***** Data for analysis *****
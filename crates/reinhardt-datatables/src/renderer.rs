//! Rendering and data responses for any [`DataTable`]
//!
//! Every table gets these entry points through a blanket implementation:
//!
//! - [`render`](TableRenderer::render): HTML skeleton plus initialisation script,
//!   for the initial page;
//! - [`render_json`](TableRenderer::render_json): paged response for one
//!   server-side data request.
//!
//! A fresh [`CallbackRegistry`] is used per call unless the caller threads its
//! own through [`render_options`](TableRenderer::render_options).

use serde_json::Value;

use crate::callback::CallbackRegistry;
use crate::config::TableConfig;
use crate::document::Document;
use crate::error::TableError;
use crate::html;
use crate::options::build_configuration_document;
use crate::request::{DisplayLength, RequestParameters};
use crate::resolver;
use crate::response::PagedResponse;
use crate::result::DataResult;
use crate::table::{DataTable, TableOverrides};

/// Entry points available on every [`DataTable`]
///
/// Engine failures are returned as `T::Error` through `From<TableError>`;
/// errors from [`DataTable::load_data`] are returned unchanged.
pub trait TableRenderer: DataTable {
	/// Returns the table's configuration or [`TableError::ConfigurationMissing`]
	fn configuration(&self) -> Result<&TableConfig, Self::Error> {
		self.config()
			.ok_or_else(|| TableError::ConfigurationMissing.into())
	}

	/// Renders the HTML skeleton followed by the initialisation script
	fn render(&self) -> Result<String, Self::Error> {
		let mut output = self.render_html()?;
		output.push_str(&self.render_script()?);
		Ok(output)
	}

	/// Renders the table element
	///
	/// In server-side mode the body holds a single loading row. Otherwise the
	/// first page of data is loaded and rendered in place.
	fn render_html(&self) -> Result<String, Self::Error> {
		let config = self.configuration()?;
		let columns = &config.columns;

		let body = if config.server_side {
			html::loading_row(columns.len(), &config.loading_html)
		} else {
			let rows = self.load_static_data()?;
			let mut body = String::new();
			for row in &rows {
				body.push_str(&html::data_row(columns, &self.resolve_row(row)?));
			}
			tracing::debug!(
				table = self.table_id(),
				rows = rows.len(),
				"Rendered static table body"
			);
			body
		};

		let mut output = html::table_head(self.table_id(), config.class.as_deref(), columns);
		output.push_str(&html::table_body(&body));
		Ok(output)
	}

	/// Renders the script that initialises the client widget
	fn render_script(&self) -> Result<String, Self::Error> {
		let options = self.configuration_document()?.to_script()?;
		Ok(html::init_script(self.table_id(), &options))
	}

	/// Builds the configuration document for the client widget
	fn configuration_document(&self) -> Result<Document, Self::Error> {
		let config = self.configuration()?;
		Ok(build_configuration_document(self, config)?)
	}

	/// Encodes the configuration document with the placeholder protocol,
	/// registering callbacks in `callbacks`
	fn render_options(&self, callbacks: &mut CallbackRegistry) -> Result<String, Self::Error> {
		let document = self.configuration_document()?;
		let encoded = document.encode_with(callbacks)?;
		tracing::trace!(
			table = self.table_id(),
			callbacks = callbacks.len(),
			"Encoded configuration document"
		);
		Ok(encoded)
	}

	/// Loads and serializes the rows for one data request
	fn render_json(&self, request: &RequestParameters) -> Result<PagedResponse, Self::Error> {
		self.configuration()?;
		let result = self.load_data(request)?;
		self.build_paged_response(&result, request)
	}

	/// Parses an URL-encoded data request and answers it
	fn render_json_query(&self, query: &str) -> Result<PagedResponse, Self::Error> {
		let config = self.configuration()?;
		let request = RequestParameters::from_query(query, &config.columns)?;
		self.render_json(&request)
	}

	/// Serializes a loaded result, resolving every column of every row
	fn build_paged_response(
		&self,
		result: &DataResult<Self::Row>,
		request: &RequestParameters,
	) -> Result<PagedResponse, Self::Error> {
		let data = result
			.rows()
			.iter()
			.map(|row| self.resolve_row(row))
			.collect::<Result<Vec<_>, _>>()?;

		tracing::debug!(
			table = self.table_id(),
			rows = data.len(),
			total = result.total_count(),
			"Built paged response"
		);

		Ok(PagedResponse {
			total_records: result.total_count(),
			total_display_records: result.display_count(),
			data,
			echo: request.echo().map(str::to_string),
		})
	}

	/// Request used to load the rows of a static table
	///
	/// Starts at the first row, is capped at the configured static length and
	/// sorts by the default sort column if there is one.
	fn static_request(&self) -> Result<RequestParameters, Self::Error> {
		let config = self.configuration()?;
		let mut request = RequestParameters::new()
			.with_offset(0)
			.with_length(DisplayLength::Rows(config.static_max_length));
		if let Some((index, column)) = config.columns.default_sort() {
			request = request.with_sort(index, column.default_sort_direction());
		}
		tracing::debug!(
			table = self.table_id(),
			cap = config.static_max_length,
			sort_column = ?request.sort_column(),
			"Synthesized static data request"
		);
		Ok(request)
	}

	/// Loads the rows of a static table, at most the configured cap
	fn load_static_data(&self) -> Result<Vec<Self::Row>, Self::Error> {
		let config = self.configuration()?;
		let request = self.static_request()?;
		let mut rows = self.load_data(&request)?.into_rows();
		if rows.len() > config.static_max_length {
			tracing::debug!(
				table = self.table_id(),
				loaded = rows.len(),
				cap = config.static_max_length,
				"Truncating static rows"
			);
			rows.truncate(config.static_max_length);
		}
		Ok(rows)
	}

	/// Resolves the value of every column for `row`, in column order
	fn resolve_row(&self, row: &Self::Row) -> Result<Vec<Value>, Self::Error> {
		let config = self.configuration()?;
		Ok(resolver::resolve_row(row, &config.columns, &TableOverrides(self))?)
	}
}

impl<T: DataTable + ?Sized> TableRenderer for T {}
*****
# What you have to do
From the records above, pick out and copy each line holding the word "ConfigurationMissing".

# Result
	/// Returns the table's configuration or [`TableError::ConfigurationMissing`]
			.ok_or_else(|| TableError::ConfigurationMissing.into())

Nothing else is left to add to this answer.